## Work to be completed
Your answer should consist of the lines in the data below that contain "derive".
________
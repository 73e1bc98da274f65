//! Entity arena, hierarchical contexts, and definition files for Fracas.
//!
//! This crate provides:
//! - [`World`] - Arena owning every entity, with hierarchical attribute lookup
//! - [`Entity`] - Named attribute carriers: props, actors, guards, contexts
//! - [`EntityId`] - Copyable handles into the arena
//! - Definition file loading (`World::load`)

#![warn(missing_docs)]
#![warn(clippy::all)]
#![warn(clippy::pedantic)]

pub mod entity;
pub mod loader;
pub mod world;

pub use entity::{ContextState, Entity, EntityId, GuardState, Kind};
pub use world::World;
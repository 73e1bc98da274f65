//! Integration tests for Error types
//!
//! Tests error construction, display text, and source chaining.

use std::error::Error as _;

use fracas_foundation::{Error, Formula, Value};

// =============================================================================
// Construction and Display
// =============================================================================

#[test]
fn error_malformed_formula() {
    let err = Error::malformed_formula("7to9", "unrecognized dice expression");
    assert!(matches!(err, Error::MalformedFormula { .. }));
    assert_eq!(err.to_string(), "unrecognized dice expression: \"7to9\"");
}

#[test]
fn error_arity_mismatch() {
    let err = Error::arity_mismatch("POWER", 2, 3);
    assert!(matches!(
        err,
        Error::ArityMismatch {
            expected: 2,
            actual: 3,
            ..
        }
    ));
    assert_eq!(err.to_string(), "POWER expects 1 value or 2, got 3");
}

#[test]
fn error_type_mismatch() {
    let err = Error::type_mismatch("int", "text");
    assert_eq!(err.to_string(), "type mismatch: expected int, got text");
}

#[test]
fn error_missing_context() {
    let err = Error::missing_context("Hero");
    assert_eq!(err.to_string(), "Hero has no current context");
}

#[test]
fn error_not_a_context() {
    let err = Error::not_a_context("bench");
    assert_eq!(err.to_string(), "bench is not a context");
}

#[test]
fn error_definition_io_chains_the_source() {
    let io = std::io::Error::new(std::io::ErrorKind::NotFound, "gone");
    let err = Error::definition_io("missing.dat", io);
    assert!(err.to_string().contains("missing.dat"));
    assert!(err.source().is_some());
}

// =============================================================================
// Errors Raised by the Foundation Itself
// =============================================================================

#[test]
fn formula_parse_raises_malformed() {
    let err = Formula::parse("garbage").unwrap_err();
    assert!(matches!(err, Error::MalformedFormula { .. }));
    assert!(err.to_string().contains("garbage"));
}

#[test]
fn value_to_formula_raises_type_mismatch_for_lists() {
    let err = Value::parse("1,2").to_formula().unwrap_err();
    assert!(matches!(err, Error::TypeMismatch { .. }));
    assert!(err.to_string().contains("list"));
}

#[test]
fn errors_are_send_and_sync() {
    fn assert_send_sync<T: Send + Sync>() {}
    assert_send_sync::<Error>();
}
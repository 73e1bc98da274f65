//! Error types for the Fracas system.
//!
//! Uses `thiserror` for ergonomic error definition with rich context.

use std::path::PathBuf;

use thiserror::Error;

/// Convenient result alias used throughout the workspace.
pub type Result<T> = std::result::Result<T, Error>;

/// The main error type for Fracas operations.
#[derive(Debug, Error)]
pub enum Error {
    /// A dice expression could not be parsed.
    #[error("{reason}: {expr:?}")]
    MalformedFormula {
        /// The offending expression text.
        expr: String,
        /// What the parser objected to.
        reason: &'static str,
    },

    /// An action carried the wrong number of values for an attribute.
    #[error("{attribute} expects 1 value or {expected}, got {actual}")]
    ArityMismatch {
        /// The attribute whose values were counted.
        attribute: String,
        /// Number of values the verb calls for.
        expected: usize,
        /// Number of values actually supplied.
        actual: usize,
    },

    /// A value had the wrong type for the requested operation.
    #[error("type mismatch: expected {expected}, got {found}")]
    TypeMismatch {
        /// The expected type name.
        expected: &'static str,
        /// The type name actually encountered.
        found: &'static str,
    },

    /// An actor tried to act without a current context.
    #[error("{name} has no current context")]
    MissingContext {
        /// Name of the context-less actor.
        name: String,
    },

    /// A party or NPC operation targeted a non-context entity.
    #[error("{name} is not a context")]
    NotAContext {
        /// Name of the entity that was expected to be a context.
        name: String,
    },

    /// An entity definition file could not be read.
    #[error("cannot read entity definition {path:?}")]
    DefinitionIo {
        /// Path of the unreadable file.
        path: PathBuf,
        /// The underlying I/O failure.
        #[source]
        source: std::io::Error,
    },
}

impl Error {
    /// Creates a malformed formula error.
    #[must_use]
    pub fn malformed_formula(expr: impl Into<String>, reason: &'static str) -> Self {
        Self::MalformedFormula {
            expr: expr.into(),
            reason,
        }
    }

    /// Creates an arity mismatch error.
    #[must_use]
    pub fn arity_mismatch(attribute: impl Into<String>, expected: usize, actual: usize) -> Self {
        Self::ArityMismatch {
            attribute: attribute.into(),
            expected,
            actual,
        }
    }

    /// Creates a type mismatch error.
    #[must_use]
    pub fn type_mismatch(expected: &'static str, found: &'static str) -> Self {
        Self::TypeMismatch { expected, found }
    }

    /// Creates a missing context error.
    #[must_use]
    pub fn missing_context(name: impl Into<String>) -> Self {
        Self::MissingContext { name: name.into() }
    }

    /// Creates a not-a-context error.
    #[must_use]
    pub fn not_a_context(name: impl Into<String>) -> Self {
        Self::NotAContext { name: name.into() }
    }

    /// Creates a definition I/O error.
    #[must_use]
    pub fn definition_io(path: impl Into<PathBuf>, source: std::io::Error) -> Self {
        Self::DefinitionIo {
            path: path.into(),
            source,
        }
    }
}
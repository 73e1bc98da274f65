//! The receiving side of action resolution.
//!
//! Every delivery lands through [`accept_action`]. The target's kind
//! picks a chain of specialized handlers that may resolve the delivery
//! outright or wave it through: contexts intercept `SEARCH`, actors
//! and guards intercept plain `ATTACK`. Whatever reaches the end of
//! the chain falls into per-verb resistance, the handler of last
//! resort shared by every entity. Guards additionally run a follow-up
//! after resolution to pick their retaliation target and call for
//! reinforcements.

use rand::Rng;

use fracas_foundation::keys::{
    ATTACK, EVASION, HP, LIFE, PROTECTION, REINFORCEMENTS, RESISTANCE, SEARCH,
};
use fracas_foundation::Result;
use fracas_world::{EntityId, Kind, World};

use crate::action::Delivery;
use crate::guard::spawn_guard;
use crate::outcome::{Disposition, Outcome};

/// Resolves one delivered sub-verb against `target`.
///
/// Runs the target's specialized handlers in order, falls back to
/// resistance when none of them claims the delivery, then lets guard
/// targets react. The returned outcome's description is the
/// human-readable account of what happened.
///
/// # Errors
///
/// Returns a type error when a numeric defense attribute holds
/// something other than an integer, and a formula error when a
/// stored modifier fails to parse during recursive resolution.
pub fn accept_action(
    world: &mut World,
    target: EntityId,
    delivery: &Delivery<'_>,
    initiator: EntityId,
    context: EntityId,
    rng: &mut impl Rng,
) -> Result<Outcome> {
    let chain: &[Handler] = match &world.entity(target).kind {
        Kind::Context(_) => &[Handler::Search],
        Kind::Actor | Kind::Guard(_) => &[Handler::Mitigate],
        Kind::Prop => &[],
    };

    let mut resolved = None;
    for handler in chain {
        match handler.handle(world, target, delivery, initiator, context, rng)? {
            Disposition::Resolved(outcome) => {
                resolved = Some(outcome);
                break;
            }
            Disposition::Delegate => {}
        }
    }
    let mut outcome = match resolved {
        Some(outcome) => outcome,
        None => resist(world, target, delivery, initiator, context, rng)?,
    };

    if world.entity(target).guard_state().is_some() {
        guard_followup(world, target, delivery, initiator, context, rng, &mut outcome)?;
    }
    Ok(outcome)
}

// =============================================================================
// Specialized handlers
// =============================================================================

/// A defense specialization ahead of resistance in a target's chain.
#[derive(Clone, Copy, Debug)]
enum Handler {
    /// Context sweep for concealed objects.
    Search,
    /// Actor evasion and protection against plain attacks.
    Mitigate,
}

impl Handler {
    fn handle(
        self,
        world: &mut World,
        target: EntityId,
        delivery: &Delivery<'_>,
        initiator: EntityId,
        context: EntityId,
        rng: &mut impl Rng,
    ) -> Result<Disposition> {
        match self {
            Self::Search => search(world, target, delivery, initiator, context, rng),
            Self::Mitigate => mitigate(world, target, delivery, initiator, context, rng),
        }
    }
}

/// Sweeps the context's concealable objects, re-delivering the search
/// to each one so its own `RESISTANCE.SEARCH` decides whether it turns
/// up. Claims only the exact `SEARCH` verb.
fn search(
    world: &mut World,
    target: EntityId,
    delivery: &Delivery<'_>,
    initiator: EntityId,
    context: EntityId,
    rng: &mut impl Rng,
) -> Result<Disposition> {
    if delivery.verb.full() != SEARCH {
        return Ok(Disposition::Delegate);
    }

    let concealment = format!("{RESISTANCE}.{SEARCH}");
    let owned = world.objects(target).to_vec();
    let mut found = false;
    let mut description = String::new();
    for object in owned {
        if world.attr_int(object, &concealment)? <= 0 {
            continue;
        }
        let inner = accept_action(world, object, delivery, initiator, context, rng)?;
        found = found || inner.success;
        if !description.is_empty() {
            description.push_str("\n    ");
        }
        description.push_str(&inner.description);
    }
    Ok(Disposition::Resolved(Outcome::new(found, description)))
}

/// Evasion then protection against the plain `ATTACK` verb. Compound
/// attack bases such as `COUNTERATTACK` skip this and resolve by
/// resistance instead.
fn mitigate(
    world: &mut World,
    target: EntityId,
    delivery: &Delivery<'_>,
    initiator: EntityId,
    context: EntityId,
    rng: &mut impl Rng,
) -> Result<Disposition> {
    if delivery.verb.base() != ATTACK {
        return Ok(Disposition::Delegate);
    }
    let to_hit = delivery.payload.to_hit();
    let damage = delivery.payload.total();

    let mut evasion = world.attr_int(target, EVASION)?;
    if let Some(subtype) = delivery.verb.subtype() {
        evasion += world.attr_int(target, &format!("{EVASION}.{subtype}"))?;
    }
    let adjusted = to_hit - evasion;
    if adjusted < 100 {
        let roll: i64 = rng.gen_range(1..=100);
        if roll > adjusted {
            return Ok(Disposition::Resolved(Outcome::failure(format!(
                "{target} evades {source} {verb}",
                target = world.name(target),
                source = world.name(delivery.source),
                verb = delivery.verb,
            ))));
        }
    }

    let mut protection = world.attr_int(target, PROTECTION)?;
    if let Some(subtype) = delivery.verb.subtype() {
        protection += world.attr_int(target, &format!("{PROTECTION}.{subtype}"))?;
    }
    if protection >= damage {
        return Ok(Disposition::Resolved(Outcome::failure(format!(
            "{target}'s protection absorbs all damage from {verb}",
            target = world.name(target),
            verb = delivery.verb,
        ))));
    }

    let delivered = damage - protection;
    let before = world.attr_int(target, LIFE)?;
    let after = before - delivered;
    world.set_attr(target, LIFE, after);
    let mut description = format!(
        "{target} hit by {verb} (TO_HIT={to_hit}) from {initiator} using {source} \
         for {damage}-{protection} life-points in {context}\n    \
         {target} life: {before} - {delivered} = {after}",
        target = world.name(target),
        verb = delivery.verb,
        initiator = world.name(initiator),
        source = world.name(delivery.source),
        context = world.name(context),
    );
    if after <= 0 {
        let entity = world.entity_mut(target);
        entity.alive = false;
        entity.incapacitated = true;
        description.push_str(", and is killed");
    }
    Ok(Disposition::Resolved(Outcome::success(description)))
}

// =============================================================================
// Resistance
// =============================================================================

/// The handler of last resort: per-verb resistance.
///
/// Resistance for the delivered verb is subtracted from the payload's
/// chance; what remains is rolled once per stack and the stacks that
/// get through accumulate on the target under the full verb name, with
/// `LIFE` capped at `HP`. Negative totals lift stacks instead.
fn resist(
    world: &mut World,
    target: EntityId,
    delivery: &Delivery<'_>,
    initiator: EntityId,
    context: EntityId,
    rng: &mut impl Rng,
) -> Result<Outcome> {
    let full = delivery.verb.full();
    let base = delivery.verb.base();
    let mut resistance = world.attr_int(target, RESISTANCE)?;
    resistance += world.attr_int(target, &format!("{RESISTANCE}.{base}"))?;
    if let Some(subtype) = delivery.verb.subtype() {
        resistance += world.attr_int(target, &format!("{RESISTANCE}.{base}.{subtype}"))?;
    }

    let to_hit = delivery.payload.to_hit();
    let power = to_hit - resistance;
    if power <= 0 {
        return Ok(Outcome::failure(format!(
            "{target} resists {source} {verb}",
            target = world.name(target),
            source = world.name(delivery.source),
            verb = delivery.verb,
        )));
    }

    let total = delivery.payload.total();
    let incoming = total.abs();
    let sign = if total > 0 { 1 } else { -1 };
    let mut received = 0;
    for _ in 0..incoming {
        let roll: i64 = rng.gen_range(1..=100);
        if roll <= power {
            received += 1;
        }
    }

    let mut updated = world.attr_int(target, full)? + sign * received;
    if full == LIFE {
        updated = updated.min(world.attr_int(target, HP)?);
    }
    world.set_attr(target, full, updated);

    let blocked = incoming - received;
    let label = if sign > 0 {
        full.to_owned()
    } else {
        format!("(negative) {full}")
    };
    Ok(Outcome::new(
        received > 0,
        format!(
            "{target} resists {blocked}/{incoming} stacks of {label} (TO_HIT={to_hit}) \
             from {initiator} in {context}",
            target = world.name(target),
            initiator = world.name(initiator),
            context = world.name(context),
        ),
    ))
}

// =============================================================================
// Guard reaction
// =============================================================================

/// After any delivery a guard joins the context, and a surviving
/// attacked guard marks the initiator for retaliation and may call
/// reinforcements. One helper at most ever arrives.
fn guard_followup(
    world: &mut World,
    guard: EntityId,
    delivery: &Delivery<'_>,
    initiator: EntityId,
    context: EntityId,
    rng: &mut impl Rng,
    outcome: &mut Outcome,
) -> Result<()> {
    world.set_context(guard, context);
    if delivery.verb.base() != ATTACK || world.attr_int(guard, LIFE)? <= 0 {
        return Ok(());
    }

    if let Some(state) = world.entity_mut(guard).guard_state_mut() {
        state.target = Some(initiator);
    }

    let already_summoned = world
        .entity(guard)
        .guard_state()
        .is_some_and(|state| state.help_summoned);
    let reinforcements = world.attr_int(guard, REINFORCEMENTS)?;
    if reinforcements > 0 && !already_summoned {
        outcome.description.push_str(&format!(
            "\n    {name} calls for help",
            name = world.name(guard)
        ));
        let roll: i64 = rng.gen_range(1..=100);
        if roll <= reinforcements {
            let helper = spawn_guard(world, "Guard #2", "reinforcement");
            world.set_context(helper, context);
            world.add_npc(context, helper)?;
            if let Some(state) = world.entity_mut(helper).guard_state_mut() {
                state.target = Some(initiator);
            }
            if let Some(state) = world.entity_mut(guard).guard_state_mut() {
                state.help_summoned = true;
            }
            outcome.description.push_str(&format!(
                ", and {name} arrives",
                name = world.name(helper)
            ));
        }
    }
    Ok(())
}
________
## Final answer
#[derive(Debug, Error)]
#[derive(Clone, Copy, Debug)]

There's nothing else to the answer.